Among the entries below, only the lines starting at the one with "filename crates/vsent-api/src/routes.rs" and ending at the one with "use crate::metrics::metrics_middleware;", both included, are to be printed exactly.

-------- MATERIAL FOR THE TASK

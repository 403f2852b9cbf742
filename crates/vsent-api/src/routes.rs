//! API routes.

use axum::extract::DefaultBodyLimit;
use axum::middleware;
use axum::routing::{delete, get, post};
use axum::Router;
use metrics_exporter_prometheus::PrometheusHandle;
use tower_http::limit::RequestBodyLimitLayer;

use crate::handlers::{
    cancel_job, get_results, get_status, health, list_jobs, ready, submit_job, upload_video,
};
use crate::metrics::metrics_middleware;
use crate::middleware::{
    cors_layer, rate_limit_middleware, request_id, request_logging, security_headers,
};
use crate::state::AppState;

/// Create the API router.
pub fn create_router(state: AppState, metrics_handle: Option<PrometheusHandle>) -> Router {
    // Routes that create jobs are rate limited per client IP
    let submit_routes = Router::new()
        .route("/upload", post(upload_video))
        .route("/jobs", post(submit_job))
        .route_layer(middleware::from_fn_with_state(
            state.rate_limiter.clone(),
            rate_limit_middleware,
        ));

    let job_routes = Router::new()
        .route("/jobs", get(list_jobs))
        .route("/jobs/:job_id", delete(cancel_job))
        .route("/status/:job_id", get(get_status))
        .route("/results/:job_id", get(get_results))
        .route("/health", get(health));

    let api_routes = Router::new().merge(submit_routes).merge(job_routes);

    let health_routes = Router::new()
        .route("/health", get(health))
        .route("/ready", get(ready));

    let metrics_routes = if let Some(handle) = metrics_handle {
        Router::new().route("/metrics", get(move || async move { handle.render() }))
    } else {
        Router::new()
    };

    Router::new()
        .nest("/api", api_routes)
        .merge(health_routes)
        .merge(metrics_routes)
        // Uploads are large; the tower limit replaces axum's 2MB default
        .layer(DefaultBodyLimit::disable())
        .layer(RequestBodyLimitLayer::new(state.config.max_body_size))
        .layer(middleware::from_fn(metrics_middleware))
        .layer(middleware::from_fn(security_headers))
        .layer(middleware::from_fn(request_id))
        .layer(middleware::from_fn(request_logging))
        .layer(cors_layer(&state.config.cors_origins))
        .with_state(state)
}
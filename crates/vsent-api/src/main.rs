//! Axum API server binary.

use std::net::SocketAddr;

use anyhow::Context;
use tracing::{error, info, warn};
use tracing_subscriber::{fmt, prelude::*, EnvFilter};

use vsent_api::{create_router, metrics, ApiConfig, AppState, RetentionSweeper};
use vsent_worker::WorkerConfig;

#[tokio::main]
async fn main() {
    // Load environment variables
    dotenvy::dotenv().ok();

    init_tracing();

    if let Err(e) = run().await {
        error!("Server error: {:#}", e);
        std::process::exit(1);
    }
}

/// Colored output for dev, JSON when `LOG_FORMAT=json`.
fn init_tracing() {
    let use_json = std::env::var("LOG_FORMAT")
        .map(|v| v.to_lowercase() == "json")
        .unwrap_or(false);

    let env_filter = EnvFilter::from_default_env()
        .add_directive("vsent=info".parse().expect("valid log directive"));

    if use_json {
        tracing_subscriber::registry()
            .with(fmt::layer().json())
            .with(env_filter)
            .init();
    } else {
        tracing_subscriber::registry()
            .with(
                fmt::layer()
                    .with_ansi(true)
                    .with_target(true)
                    .with_thread_ids(false)
                    .with_file(false)
                    .with_line_number(false),
            )
            .with(env_filter)
            .init();
    }
}

async fn run() -> anyhow::Result<()> {
    info!("Starting vsent-api");

    let config = ApiConfig::from_env();
    let worker_config = WorkerConfig::from_env();
    info!(
        "API config: host={}, port={}, backend={:?}, max_jobs={}",
        config.host, config.port, config.result_backend, worker_config.max_concurrent_jobs
    );

    let state = AppState::new(config.clone(), worker_config)
        .await
        .context("failed to create application state")?;
    let service = state.service.clone();
    let rate_limiter = state.rate_limiter.clone();

    let metrics_handle = if config.metrics_enabled {
        match metrics::init_metrics() {
            Ok(handle) => {
                info!("Prometheus metrics enabled at /metrics");
                Some(handle)
            }
            Err(e) => {
                warn!("Failed to install Prometheus recorder: {}", e);
                None
            }
        }
    } else {
        None
    };

    // Evict finished jobs and idle rate limiter state in the background
    let sweeper = RetentionSweeper::new(
        service.clone(),
        config.job_retention,
        config.retention_sweep_interval,
    )
    .with_rate_limiter(rate_limiter);
    let sweeper_shutdown = sweeper.shutdown_token();
    let sweeper_task = tokio::spawn(async move {
        sweeper.run().await;
    });

    let app = create_router(state, metrics_handle);

    let addr: SocketAddr = format!("{}:{}", config.host, config.port)
        .parse()
        .context("invalid bind address")?;

    info!("Listening on {}", addr);

    let listener = tokio::net::TcpListener::bind(addr)
        .await
        .with_context(|| format!("failed to bind {}", addr))?;
    axum::serve(
        listener,
        app.into_make_service_with_connect_info::<SocketAddr>(),
    )
    .with_graceful_shutdown(shutdown_signal())
    .await
    .context("server failed")?;

    sweeper_shutdown.cancel();
    if let Err(e) = sweeper_task.await {
        warn!("Retention sweeper ended abnormally: {}", e);
    }

    if service.shutdown().await {
        info!("In-flight jobs wound down");
    } else {
        warn!("Shutdown timeout reached with jobs still running");
    }

    info!("Server shutdown complete");
    Ok(())
}

async fn shutdown_signal() {
    if let Err(e) = tokio::signal::ctrl_c().await {
        error!("Failed to install CTRL+C handler: {}", e);
        std::future::pending::<()>().await;
    }
    info!("Received shutdown signal");
}
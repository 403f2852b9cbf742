//! API configuration.

use std::path::PathBuf;
use std::time::Duration;

/// Where result documents are persisted.
#[derive(Debug, Clone, Copy, PartialEq, Eq)]
pub enum ResultBackend {
    /// Local directory (`RESULTS_DIR`)
    Local,
    /// S3-compatible bucket (`S3_*` variables)
    S3,
}

impl ResultBackend {
    fn parse(s: &str) -> Option<Self> {
        match s.trim().to_lowercase().as_str() {
            "local" | "fs" | "filesystem" => Some(Self::Local),
            "s3" | "r2" => Some(Self::S3),
            _ => None,
        }
    }
}

/// API server configuration.
#[derive(Debug, Clone)]
pub struct ApiConfig {
    /// Server host
    pub host: String,
    /// Server port
    pub port: u16,
    /// CORS origins
    pub cors_origins: Vec<String>,
    /// Submissions per second allowed per client IP
    pub rate_limit_rps: u32,
    /// Max request body size (uploads)
    pub max_body_size: usize,
    /// Environment (development/production)
    pub environment: String,
    /// Directory uploaded videos are written to
    pub upload_dir: PathBuf,
    /// Directory for the local result backend
    pub results_dir: PathBuf,
    /// Result store backend
    pub result_backend: ResultBackend,
    /// Non-terminal jobs allowed before submissions are refused (0 = unlimited)
    pub max_pending_jobs: usize,
    /// How long finished jobs stay pollable
    pub job_retention: Duration,
    /// Interval between retention sweeps
    pub retention_sweep_interval: Duration,
    /// Expose Prometheus metrics at /metrics
    pub metrics_enabled: bool,
}

impl Default for ApiConfig {
    fn default() -> Self {
        Self {
            host: "0.0.0.0".to_string(),
            port: 5000,
            cors_origins: vec!["*".to_string()],
            rate_limit_rps: 5,
            max_body_size: 512 * 1024 * 1024, // 512MB
            environment: "development".to_string(),
            upload_dir: PathBuf::from("uploads"),
            results_dir: PathBuf::from("results"),
            result_backend: ResultBackend::Local,
            max_pending_jobs: 100,
            job_retention: Duration::from_secs(24 * 3600),
            retention_sweep_interval: Duration::from_secs(300),
            metrics_enabled: true,
        }
    }
}

impl ApiConfig {
    /// Create config from environment variables.
    pub fn from_env() -> Self {
        let defaults = Self::default();
        Self {
            host: std::env::var("API_HOST").unwrap_or(defaults.host),
            port: std::env::var("API_PORT")
                .ok()
                .and_then(|s| s.parse().ok())
                .unwrap_or(defaults.port),
            cors_origins: std::env::var("CORS_ORIGINS")
                .map(|s| s.split(',').map(|s| s.trim().to_string()).collect())
                .unwrap_or(defaults.cors_origins),
            rate_limit_rps: std::env::var("RATE_LIMIT_RPS")
                .ok()
                .and_then(|s| s.parse().ok())
                .unwrap_or(defaults.rate_limit_rps),
            max_body_size: std::env::var("MAX_BODY_SIZE")
                .ok()
                .and_then(|s| s.parse().ok())
                .unwrap_or(defaults.max_body_size),
            environment: std::env::var("ENVIRONMENT").unwrap_or(defaults.environment),
            upload_dir: std::env::var("UPLOAD_DIR")
                .map(PathBuf::from)
                .unwrap_or(defaults.upload_dir),
            results_dir: std::env::var("RESULTS_DIR")
                .map(PathBuf::from)
                .unwrap_or(defaults.results_dir),
            result_backend: std::env::var("RESULT_BACKEND")
                .ok()
                .and_then(|s| ResultBackend::parse(&s))
                .unwrap_or(defaults.result_backend),
            max_pending_jobs: std::env::var("MAX_PENDING_JOBS")
                .ok()
                .and_then(|s| s.parse().ok())
                .unwrap_or(defaults.max_pending_jobs),
            job_retention: std::env::var("JOB_RETENTION_SECS")
                .ok()
                .and_then(|s| s.parse().ok())
                .map(Duration::from_secs)
                .unwrap_or(defaults.job_retention),
            retention_sweep_interval: std::env::var("RETENTION_SWEEP_SECS")
                .ok()
                .and_then(|s| s.parse().ok())
                .filter(|secs: &u64| *secs > 0)
                .map(Duration::from_secs)
                .unwrap_or(defaults.retention_sweep_interval),
            metrics_enabled: std::env::var("METRICS_ENABLED")
                .map(|v| v == "true" || v == "1")
                .unwrap_or(defaults.metrics_enabled),
        }
    }

    /// Check if running in production mode.
    pub fn is_production(&self) -> bool {
        self.environment.to_lowercase() == "production"
    }
}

----------------

## SOLUTION TO THIS PROBLEM
filename crates/vsent-api/src/routes.rs
//! API routes.

use axum::extract::DefaultBodyLimit;
use axum::middleware;
use axum::routing::{delete, get, post};
use axum::Router;
use metrics_exporter_prometheus::PrometheusHandle;
use tower_http::limit::RequestBodyLimitLayer;

use crate::handlers::{
    cancel_job, get_results, get_status, health, list_jobs, ready, submit_job, upload_video,
};
use crate::metrics::metrics_middleware;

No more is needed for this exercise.